Sunday, October 26, 2014

Do You See Him? (Sermon)



“Do You See Him?”
John 15:26-27, 16:12-16
Allen Huff
Jonesborough Presbyterian Church
10/26/14

          It’s almost time for Jesus. The hands of the past are pressing him into hands of the future. His disciples don’t understand this, of course. There’s no failure or shame in that. Their Jesus experience is simply incomplete. Had we been there, we would have shared their bewilderment.
          When reading chapters 14 through 17 of John, the Farewell Discourse, I imagine faces that looked like mine when I sat through a high school physics or chemistry class. I stared at all those formulas with glassy-eyed detachment. They were like recipes for some casserole you couldn’t eat. I see that same confusion and frustration on the disciples’ faces when Jesus says things like, “He will glorify me, because he will take what is mine and declare it to you. All that the Father has is mine. For this reason I said that he will take what is mine and declare it to you.” So much of what Jesus says in this long speech is so dense it that it seems to do more to conceal him than to reveal him.
          Things are somewhat different for us. Jesus’ words can still be dense and challenging, but because you and I inhabit a post-Easter world, we read them with a much different spiritual memory. Our Jesus experience may not be complete, either, but when retrospect allows us to see how God has been our shepherd, we can interpret that as Jesus fulfilling his promise to be with us always. Commenting on today’s passage, Fred Craddock affirms hindsight saying, “[T]he Christian life is to a large extent an act of memory.”1
          Now, that is not to say that we live in the past. We live in a dynamic creation, the gift of a dynamic God. To try to live in the past, or to sit back waiting for some cosmic pendulum to return things to the way they were is to choose a kind of living death. So, to describe the Christian life as “an act of memory” is to say that as the church, we are a community of people whose vocation is to generate new experiences through which, in time, the Holy Spirit creates and deepens faith. These experiences are not about imposing doctrine. They are about growing stories, stories which flower into awareness, and awareness which produces the fruits of memory and hope. When remembrance becomes a spiritual discipline, we encounter a vibrant storehouse of images and language that help us to recognize the presence of the risen Christ, who reveals to us God’s unfolding future.
          “A little while,” says Jesus, “and you will no longer see me, and again a little while, and you will see me.”
          Do you see Jesus? More specifically, do you see Jesus here?
          Some years ago at a celebration for graduating high school seniors, a father shared a story about his son. The young man had been a very active, curious, and mischievous boy. One Sunday morning, the boy, his name is Brandon, had crafted a perfect paper airplane out of his bulletin. During the pastoral prayer, the father kept a quiet eye on his son. He saw how proudly and carefully Brandon put the finishing touches on each crease.

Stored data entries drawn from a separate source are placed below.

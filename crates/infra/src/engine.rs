//! `BillingEngine`: the write path (dispatcher + per-stream locks) wired to the
//! synchronously fed read side.
//!
//! Operations are grouped by concern in `services::{catalog, generator, ledger,
//! reporting}`; this module holds the shared plumbing.

use std::collections::HashSet;
use std::fmt;
use std::sync::{Arc, Mutex};

use serde::de::DeserializeOwned;
use serde::Serialize;
use serde_json::Value as JsonValue;
use thiserror::Error;
use tracing::error;

use feeledger_billing::{FeeStructure, FeeStructureId, Invoice, InvoiceEvent, InvoiceId};
use feeledger_core::{Aggregate, AggregateId, Clock, DomainError, SystemClock, TenantId, UserId};
use feeledger_events::{EventBus, EventEnvelope, InMemoryEventBus};

use crate::command_dispatcher::{CommandDispatcher, DispatchError};
use crate::config::BillingConfig;
use crate::directory::{CohortDirectory, DirectoryError};
use crate::event_store::{EventStore, EventStoreError, InMemoryEventStore, StoredEvent};
use crate::locks::StreamLocks;
use crate::numbering::{InMemoryInvoiceNumbers, InvoiceNumberSequence};
use crate::projections::BillingProjections;

/// Tenant and actor of the caller, resolved upstream.
#[derive(Debug, Clone, Copy, PartialEq, Eq)]
pub struct BillingContext {
    pub tenant_id: TenantId,
    pub actor_id: UserId,
}

impl BillingContext {
    pub fn new(tenant_id: TenantId, actor_id: UserId) -> Self {
        Self {
            tenant_id,
            actor_id,
        }
    }
}

#[derive(Debug, Error)]
pub enum BillingError {
    #[error(transparent)]
    Dispatch(#[from] DispatchError),
    #[error(transparent)]
    Directory(#[from] DirectoryError),
}

impl From<DomainError> for BillingError {
    fn from(value: DomainError) -> Self {
        BillingError::Dispatch(value.into())
    }
}

impl BillingError {
    pub fn kind(&self) -> &'static str {
        match self {
            BillingError::Dispatch(e) => e.kind(),
            BillingError::Directory(_) => "internal_error",
        }
    }

    pub fn message(&self) -> String {
        match self {
            BillingError::Dispatch(e) => e.message(),
            BillingError::Directory(_) => "cohort directory unavailable".to_string(),
        }
    }

    pub fn not_found() -> Self {
        BillingError::Dispatch(DispatchError::NotFound)
    }
}

pub type BillingResult<T> = Result<T, BillingError>;

pub type InMemoryBillingEngine =
    BillingEngine<Arc<InMemoryEventStore>, Arc<InMemoryEventBus<EventEnvelope<JsonValue>>>>;

pub struct BillingEngine<S, B> {
    pub(crate) dispatcher: CommandDispatcher<S, B>,
    pub(crate) projections: BillingProjections,
    pub(crate) directory: Arc<dyn CohortDirectory>,
    pub(crate) numbering: Arc<dyn InvoiceNumberSequence>,
    /// Tenants whose stored invoice numbers have been fed to `numbering`.
    numbered_tenants: Mutex<HashSet<TenantId>>,
    pub(crate) clock: Arc<dyn Clock>,
    pub(crate) locks: StreamLocks,
    pub(crate) config: BillingConfig,
}

impl<S, B> fmt::Debug for BillingEngine<S, B> {
    fn fmt(&self, f: &mut fmt::Formatter<'_>) -> fmt::Result {
        f.debug_struct("BillingEngine")
            .field("config", &self.config)
            .finish_non_exhaustive()
    }
}

impl InMemoryBillingEngine {
    /// Engine over the in-memory store and bus with the wall clock.
    pub fn in_memory(directory: Arc<dyn CohortDirectory>, config: BillingConfig) -> Self {
        Self::new(
            Arc::new(InMemoryEventStore::new()),
            Arc::new(InMemoryEventBus::new()),
            directory,
            Arc::new(SystemClock),
            config,
        )
    }
}

impl<S, B> BillingEngine<S, B> {
    pub fn new(
        store: S,
        bus: B,
        directory: Arc<dyn CohortDirectory>,
        clock: Arc<dyn Clock>,
        config: BillingConfig,
    ) -> Self {
        let numbering = Arc::new(InMemoryInvoiceNumbers::new(config.invoice_prefix.clone()));
        Self {
            dispatcher: CommandDispatcher::new(store, bus),
            projections: BillingProjections::new(),
            directory,
            numbering,
            numbered_tenants: Mutex::new(HashSet::new()),
            clock,
            locks: StreamLocks::new(),
            config,
        }
    }

    pub fn with_numbering(mut self, numbering: Arc<dyn InvoiceNumberSequence>) -> Self {
        self.numbering = numbering;
        self.numbered_tenants = Mutex::new(HashSet::new());
        self
    }

    pub fn dispatcher(&self) -> &CommandDispatcher<S, B> {
        &self.dispatcher
    }

    pub fn projections(&self) -> &BillingProjections {
        &self.projections
    }

    pub fn config(&self) -> &BillingConfig {
        &self.config
    }
}

impl<S, B> BillingEngine<S, B>
where
    S: EventStore,
    B: EventBus<EventEnvelope<JsonValue>>,
{
    /// Commit under the stream lock, feed the committed events to the read
    /// side, then publish them, all before the lock is released.
    pub(crate) fn execute<A>(
        &self,
        tenant_id: TenantId,
        aggregate_id: AggregateId,
        aggregate_type: &str,
        command: &A::Command,
        retry: bool,
        make_aggregate: impl Fn(TenantId, AggregateId) -> A,
    ) -> Result<Vec<StoredEvent>, DispatchError>
    where
        A: Aggregate<Error = DomainError>,
        A::Event: feeledger_events::Event + Serialize + DeserializeOwned,
    {
        self.locks.with_lock(tenant_id, aggregate_id, || {
            self.execute_locked(
                tenant_id,
                aggregate_id,
                aggregate_type,
                command,
                retry,
                make_aggregate,
            )
        })
    }

    /// `execute` for callers already holding the stream lock.
    pub(crate) fn execute_locked<A>(
        &self,
        tenant_id: TenantId,
        aggregate_id: AggregateId,
        aggregate_type: &str,
        command: &A::Command,
        retry: bool,
        make_aggregate: impl Fn(TenantId, AggregateId) -> A,
    ) -> Result<Vec<StoredEvent>, DispatchError>
    where
        A: Aggregate<Error = DomainError>,
        A::Event: feeledger_events::Event + Serialize + DeserializeOwned,
    {
        let committed = if retry {
            self.dispatcher.commit_with_retry(
                tenant_id,
                aggregate_id,
                aggregate_type,
                command,
                self.config.retry_limit,
                make_aggregate,
            )?
        } else {
            self.dispatcher
                .commit(tenant_id, aggregate_id, aggregate_type, command, make_aggregate)?
        };
        self.project(&committed);
        self.dispatcher.publish(&committed);
        Ok(committed)
    }

    /// Projection failures never fail a committed write; a rebuild repairs them.
    fn project(&self, committed: &[StoredEvent]) {
        for stored in committed {
            if let Err(e) = self.projections.apply_envelope(&stored.to_envelope()) {
                error!(
                    tenant_id = %stored.tenant_id,
                    aggregate_id = %stored.aggregate_id,
                    sequence_number = stored.sequence_number,
                    error = %e,
                    "projection apply failed"
                );
            }
        }
    }

    pub(crate) fn load_invoice(
        &self,
        tenant_id: TenantId,
        invoice_id: InvoiceId,
    ) -> Result<Invoice, DispatchError> {
        self.dispatcher
            .load(tenant_id, invoice_id.0, |_, id| Invoice::empty(InvoiceId::new(id)))
    }

    pub(crate) fn load_structure(
        &self,
        tenant_id: TenantId,
        structure_id: FeeStructureId,
    ) -> Result<FeeStructure, DispatchError> {
        self.dispatcher.load(tenant_id, structure_id.0, |_, id| {
            FeeStructure::empty(FeeStructureId::new(id))
        })
    }

    /// Replay the whole store into fresh read models.
    pub fn rebuild_projections(&self, tenant_id: TenantId) -> BillingResult<()> {
        let history = self
            .dispatcher
            .store()
            .load_tenant(tenant_id)
            .map_err(DispatchError::from)?;
        self.mark_numbered(tenant_id, &history);
        let envelopes = history.iter().map(StoredEvent::to_envelope).collect::<Vec<_>>();
        self.projections.rebuild_from_scratch(envelopes).map_err(|e| {
            DispatchError::Store(EventStoreError::Backend(format!("rebuild failed: {e}")))
        })?;
        Ok(())
    }

    /// Advance the number sequence past every invoice the store already holds
    /// for `tenant_id`. Runs once per tenant and engine.
    pub(crate) fn ensure_numbering_seeded(&self, tenant_id: TenantId) -> Result<(), DispatchError> {
        let mut numbered = match self.numbered_tenants.lock() {
            Ok(guard) => guard,
            Err(poisoned) => poisoned.into_inner(),
        };
        if numbered.contains(&tenant_id) {
            return Ok(());
        }
        let history = self.dispatcher.store().load_tenant(tenant_id)?;
        self.observe_issued(&history);
        numbered.insert(tenant_id);
        Ok(())
    }

    fn mark_numbered(&self, tenant_id: TenantId, history: &[StoredEvent]) {
        let mut numbered = match self.numbered_tenants.lock() {
            Ok(guard) => guard,
            Err(poisoned) => poisoned.into_inner(),
        };
        self.observe_issued(history);
        numbered.insert(tenant_id);
    }

    fn observe_issued(&self, history: &[StoredEvent]) {
        for stored in history
            .iter()
            .filter(|e| e.aggregate_type == Invoice::AGGREGATE_TYPE)
        {
            if let Ok(InvoiceEvent::InvoiceIssued(e)) =
                serde_json::from_value::<InvoiceEvent>(stored.payload.clone())
            {
                self.numbering
                    .observe(e.tenant_id, &e.period.academic_year, &e.invoice_number);
            }
        }
    }
}

/// Decode the committed events of one command back into their domain type.
pub(crate) fn decode<E: DeserializeOwned>(committed: &[StoredEvent]) -> Result<Vec<E>, DispatchError> {
    committed
        .iter()
        .map(|stored| {
            serde_json::from_value(stored.payload.clone())
                .map_err(|e| DispatchError::Deserialize(e.to_string()))
        })
        .collect()
}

Dad waited for the “Amen,” intending at that point to remind his son what was and was not appropriate to do with a paper airplane in church, during worship on Sunday morning. He waited too long. As people raised their heads from the prayer, they all witnessed the long, silent, graceful flight of Brandon’s paper airplane as it swept forward from the back of the sanctuary, buoyed by the thermals rising from the congregants who were all warm with the Holy Spirit. The plane sailed all the way to the front of the church where it came to rest at the foot of the pulpit.  Oh, it was a thing of beauty – to everyone except Brandon’s mama.
          “I remember that time,” said the father, “that time when my son almost met Jesus right here in this sanctuary.”
          He referred, of course, to the mother’s suddenly less-than-nurturing desires toward her little darling. But the father’s teasing comment raises a relevant question: “Is this a place where Jesus is alive, at work, and real to us? Or is this a place where we almost meet Jesus?”
          Is this a place where we tell the stories of faith, biblical stories and our own stories, in such a way that we see Jesus in our worship, our service, and our fellowship? Or is this simply a place where we talk about Jesus, where we are polite and nice to one another, but where, all-in-all, Jesus is someone whom we almost meet?
          I will tell you this: It is much safer and much more comfortable if this is a place where we almost see Jesus. He is no meek and mild milquetoast. He’s not even feral. Jesus is the Ruach, the Wind of God. He is wild, untamed and untamable. He does not let us remain comfortable and satisfied. He is that loving energy who continually goads us toward the heights and depths of human life, the joys and the sufferings, places we will never fully appreciate if all we do is almost see him.
          In his famously pithy confession of sin, British writer G. K. Chesterton wrote: “Christianity has not been tried and found wanting; it has been found difficult and not tried.”2
          The truth is, you see, this church, like virtually all others, is a place where we both see and almost see Jesus. As imperfect creatures, we often conceal, disguise, and even disfigure him. But we do have our moments, moments of vulnerable and transparent faithfulness when with joy and gratitude we see and make seen the risen Christ.
          Next Sunday is Consecration Sunday. We will make our commitments of time, spiritual gifts, and money to God through Jonesborough Presbyterian Church. What we do next week is not to make some kind of graceless payment, or to fulfill some sort of moral obligation. And in asking for everyone’s support of the work of this part of the body of Christ, we are absolutely not selling indulgences. What I hope that all of us do next week when we make our commitments is to say, “We have seen Jesus in this place, with these people. And we want to be an active part of a community who sees Jesus and is helping to make him seen. We want to continue becoming an Easter community, a place made vibrant through the feisty promise of resurrection.”
          Faithful and generous stewardship of our lives and resources proclaims to the world that yes, we are and want to be known as stewards of a Pentecost household, a place where Jesus is alive, active, and real.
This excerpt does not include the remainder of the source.